What followed that 1983 kidnaping was a five-year wave of attacks in the French border towns where Basque separatists lived in exile. Twenty-seven people, a third of them innocent victims, were slain by an assortment of hired killers, reportedly paid $15,000 per hit.

For years, Spain’s citizens wondered who was behind these brutal, often ham-handed attacks. Two Spanish police officers in the Basque region of northern Spain, as well as some mercenaries, were arrested and convicted. But who was the chief? Who paid the bills?

The answer, emerging now, has stunned Spain, threatening to topple the nation’s strongest democratic government in a century and drive its leader from office. The culprit, investigators and former high-level government officials contend, may have been Prime Minister Felipe Gonzalez.

The dynamic Socialist leader who campaigned on the slogan “100 years of honesty,” a man once so popular that he was called “God” by his supporters, faces allegations that he approved a secret “dirty war” against Basque separatists.

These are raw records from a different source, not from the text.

//! Bibliographic references with CSL-JSON structured fields.

use std::collections::BTreeSet;

use serde::{Deserialize, Serialize};

use super::{Issue, VerbatimKey};

/// CSL item types the importer distinguishes.
#[derive(Debug, Clone, Copy, Default, PartialEq, Eq, Hash, Serialize, Deserialize)]
#[serde(rename_all = "kebab-case")]
pub enum CslType {
    #[default]
    Article,
    ArticleJournal,
    Book,
    Chapter,
    Dataset,
    Manuscript,
    Report,
    Thesis,
    Webpage,
}

impl CslType {
    /// Map BibTeX entry types and free-text type tokens.
    pub fn parse(token: &str) -> Option<CslType> {
        let t = token.trim().to_ascii_lowercase();
        let ty = match t.as_str() {
            "article" => CslType::Article,
            "article-journal" | "journal" | "journal article" => CslType::ArticleJournal,
            "book" | "booklet" | "proceedings" => CslType::Book,
            "chapter" | "inbook" | "incollection" | "inproceedings" | "conference" => CslType::Chapter,
            "dataset" => CslType::Dataset,
            "manuscript" | "unpublished" | "misc" => CslType::Manuscript,
            "report" | "techreport" => CslType::Report,
            "thesis" | "phdthesis" | "mastersthesis" => CslType::Thesis,
            "webpage" | "online" | "url" => CslType::Webpage,
            _ => return None,
        };
        Some(ty)
    }
}

/// A CSL person name.
#[derive(Debug, Clone, Default, PartialEq, Eq, Serialize, Deserialize)]
pub struct CslName {
    #[serde(skip_serializing_if = "Option::is_none")]
    pub family: Option<String>,
    #[serde(skip_serializing_if = "Option::is_none")]
    pub given: Option<String>,
    /// Unstructured name kept as is.
    #[serde(skip_serializing_if = "Option::is_none")]
    pub literal: Option<String>,
}

impl CslName {
    /// Split `Family, Given` when there is exactly one comma, otherwise keep it literal.
    pub fn parse(raw: &str) -> CslName {
        let raw = raw.trim();
        match raw.split_once(',') {
            Some((family, given)) if !given.contains(',') && !family.trim().is_empty() => CslName {
                family: Some(family.trim().to_string()),
                given: Some(given.trim().to_string()).filter(|g| !g.is_empty()),
                literal: None,
            },
            _ => CslName { family: None, given: None, literal: Some(raw.to_string()) },
        }
    }
}

/// CSL date as `[[year, month, day]]` parts.
#[derive(Debug, Clone, Default, PartialEq, Eq, Serialize, Deserialize)]
pub struct CslDate {
    #[serde(rename = "date-parts", default)]
    pub date_parts: Vec<Vec<i32>>,
}

impl CslDate {
    pub fn year(year: i32) -> Self {
        Self { date_parts: vec![vec![year]] }
    }

    pub fn first_year(&self) -> Option<i32> {
        self.date_parts.first().and_then(|p| p.first()).copied()
    }
}

/// The subset of CSL-JSON the importer fills.
#[derive(Debug, Clone, Default, PartialEq, Serialize, Deserialize)]
#[serde(rename_all = "kebab-case")]
pub struct CslData {
    #[serde(rename = "type", skip_serializing_if = "Option::is_none")]
    pub csl_type: Option<CslType>,
    #[serde(default, skip_serializing_if = "Vec::is_empty")]
    pub author: Vec<CslName>,
    #[serde(skip_serializing_if = "Option::is_none")]
    pub title: Option<String>,
    #[serde(skip_serializing_if = "Option::is_none")]
    pub container_title: Option<String>,
    #[serde(skip_serializing_if = "Option::is_none")]
    pub issued: Option<CslDate>,
    #[serde(skip_serializing_if = "Option::is_none")]
    pub volume: Option<String>,
    #[serde(skip_serializing_if = "Option::is_none")]
    pub page: Option<String>,
    #[serde(skip_serializing_if = "Option::is_none")]
    pub publisher: Option<String>,
    #[serde(rename = "DOI", skip_serializing_if = "Option::is_none")]
    pub doi: Option<String>,
    #[serde(rename = "URL", skip_serializing_if = "Option::is_none")]
    pub url: Option<String>,
}

/// A bibliographic reference: the citation string plus structured fields when parseable.
#[derive(Debug, Clone, Default, PartialEq, Serialize, Deserialize)]
pub struct Reference {
    pub id: Option<String>,
    pub citation: Option<String>,
    pub csl: Option<CslData>,
    pub year: Option<i32>,
    pub verbatim_key: Option<VerbatimKey>,
    pub issues: BTreeSet<Issue>,
}

impl Reference {
    pub fn new(id: Option<String>) -> Self {
        Self { id, ..Default::default() }
    }

    pub fn has_issue(&self, issue: Issue) -> bool {
        self.issues.contains(&issue)
    }
}

#[cfg(test)]
mod tests {
    use super::*;

    #[test]
    fn test_csl_name_parse() {
        assert_eq!(
            CslName::parse("Ross, J.H."),
            CslName { family: Some("Ross".into()), given: Some("J.H.".into()), literal: None }
        );
        assert_eq!(CslName::parse("Gene Ontology Consortium").literal.as_deref(), Some("Gene Ontology Consortium"));
    }

    #[test]
    fn test_csl_json_shape() {
        let csl = CslData {
            csl_type: Some(CslType::ArticleJournal),
            container_title: Some("Mem. Bot. Surv. S. Afr.".into()),
            issued: Some(CslDate::year(1979)),
            ..Default::default()
        };
        let json = serde_json::to_value(&csl).unwrap();
        assert_eq!(json["type"], "article-journal");
        assert_eq!(json["container-title"], "Mem. Bot. Surv. S. Afr.");
        assert_eq!(json["issued"]["date-parts"][0][0], 1979);
    }
}
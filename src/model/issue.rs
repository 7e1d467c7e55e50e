//! Interpretation issues and the outcome type that carries them.
//!
//! Interpreters never fail on bad data. They return an [`Outcome`]: the best
//! effort value plus every [`Issue`] raised while producing it.

use std::fmt;

use serde::{Deserialize, Serialize};
use smallvec::SmallVec;

/// A nomenclatural or structural problem attached to a verbatim record.
#[derive(Debug, Clone, Copy, PartialEq, Eq, Hash, PartialOrd, Ord, Serialize, Deserialize)]
#[serde(rename_all = "SCREAMING_SNAKE_CASE")]
pub enum Issue {
    // Row-level interpretation
    IdNotUnique,
    IdMissing,
    ScientificNameMissing,
    RankInvalid,
    NomCodeInvalid,
    TaxonomicStatusInvalid,
    UnparsableName,
    PartiallyParsableName,
    UnparsableAuthorship,
    InconsistentAuthorship,
    UnparsableYear,
    UnparsableReference,
    UnparsableReferenceType,
    ReferenceIdInvalid,
    NameIdInvalid,
    NameRelationInvalid,

    // Structural references
    ParentIdInvalid,
    AcceptedIdInvalid,
    BasionymIdInvalid,
    AcceptedNameMissing,
    ChainedSynonym,
    SynonymParent,
    AmbiguousBasionym,

    // Graph integrity
    ParentCycle,
}

impl Issue {
    pub const ALL: &'static [Issue] = &[
        Issue::IdNotUnique,
        Issue::IdMissing,
        Issue::ScientificNameMissing,
        Issue::RankInvalid,
        Issue::NomCodeInvalid,
        Issue::TaxonomicStatusInvalid,
        Issue::UnparsableName,
        Issue::PartiallyParsableName,
        Issue::UnparsableAuthorship,
        Issue::InconsistentAuthorship,
        Issue::UnparsableYear,
        Issue::UnparsableReference,
        Issue::UnparsableReferenceType,
        Issue::ReferenceIdInvalid,
        Issue::NameIdInvalid,
        Issue::NameRelationInvalid,
        Issue::ParentIdInvalid,
        Issue::AcceptedIdInvalid,
        Issue::BasionymIdInvalid,
        Issue::AcceptedNameMissing,
        Issue::ChainedSynonym,
        Issue::SynonymParent,
        Issue::AmbiguousBasionym,
        Issue::ParentCycle,
    ];

    pub fn as_str(&self) -> &'static str {
        match self {
            Issue::IdNotUnique => "ID_NOT_UNIQUE",
            Issue::IdMissing => "ID_MISSING",
            Issue::ScientificNameMissing => "SCIENTIFIC_NAME_MISSING",
            Issue::RankInvalid => "RANK_INVALID",
            Issue::NomCodeInvalid => "NOM_CODE_INVALID",
            Issue::TaxonomicStatusInvalid => "TAXONOMIC_STATUS_INVALID",
            Issue::UnparsableName => "UNPARSABLE_NAME",
            Issue::PartiallyParsableName => "PARTIALLY_PARSABLE_NAME",
            Issue::UnparsableAuthorship => "UNPARSABLE_AUTHORSHIP",
            Issue::InconsistentAuthorship => "INCONSISTENT_AUTHORSHIP",
            Issue::UnparsableYear => "UNPARSABLE_YEAR",
            Issue::UnparsableReference => "UNPARSABLE_REFERENCE",
            Issue::UnparsableReferenceType => "UNPARSABLE_REFERENCE_TYPE",
            Issue::ReferenceIdInvalid => "REFERENCE_ID_INVALID",
            Issue::NameIdInvalid => "NAME_ID_INVALID",
            Issue::NameRelationInvalid => "NAME_RELATION_INVALID",
            Issue::ParentIdInvalid => "PARENT_ID_INVALID",
            Issue::AcceptedIdInvalid => "ACCEPTED_ID_INVALID",
            Issue::BasionymIdInvalid => "BASIONYM_ID_INVALID",
            Issue::AcceptedNameMissing => "ACCEPTED_NAME_MISSING",
            Issue::ChainedSynonym => "CHAINED_SYNONYM",
            Issue::SynonymParent => "SYNONYM_PARENT",
            Issue::AmbiguousBasionym => "AMBIGUOUS_BASIONYM",
            Issue::ParentCycle => "PARENT_CYCLE",
        }
    }
}

impl fmt::Display for Issue {
    fn fmt(&self, f: &mut fmt::Formatter<'_>) -> fmt::Result {
        f.write_str(self.as_str())
    }
}

// ============================================================================
// Outcome
// ============================================================================

/// A value produced by interpretation together with the issues it raised.
///
/// An outcome without issues is clean; one with issues was recovered with
/// best-effort defaults. There is no failure variant on purpose: the caller
/// attaches the issues to the verbatim record and carries on.
#[derive(Debug, Clone, PartialEq)]
pub struct Outcome<T> {
    pub value: T,
    pub issues: SmallVec<[Issue; 2]>,
}

impl<T> Outcome<T> {
    pub fn clean(value: T) -> Self {
        Self { value, issues: SmallVec::new() }
    }

    pub fn with_issue(value: T, issue: Issue) -> Self {
        let mut issues = SmallVec::new();
        issues.push(issue);
        Self { value, issues }
    }

    pub fn is_clean(&self) -> bool {
        self.issues.is_empty()
    }

    pub fn add_issue(&mut self, issue: Issue) {
        if !self.issues.contains(&issue) {
            self.issues.push(issue);
        }
    }

    pub fn has_issue(&self, issue: Issue) -> bool {
        self.issues.contains(&issue)
    }

    pub fn map<U>(self, f: impl FnOnce(T) -> U) -> Outcome<U> {
        Outcome { value: f(self.value), issues: self.issues }
    }

    /// Move this outcome's issues into `sink` and return the value.
    pub fn drain_into(self, sink: &mut impl Extend<Issue>) -> T {
        sink.extend(self.issues);
        self.value
    }
}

He strongly denies the allegations.

“The [premier] is in a very, very bad situation” is the understatement of Federico Trillo, a top official in the opposition Popular Party, which leads Gonzalez’s Socialists in opinion polls. “Did Mr. Gonzalez know? Of course. Back then, he was the owner of his party, the owner of his country. Nobody would have taken a step like this without consulting him.”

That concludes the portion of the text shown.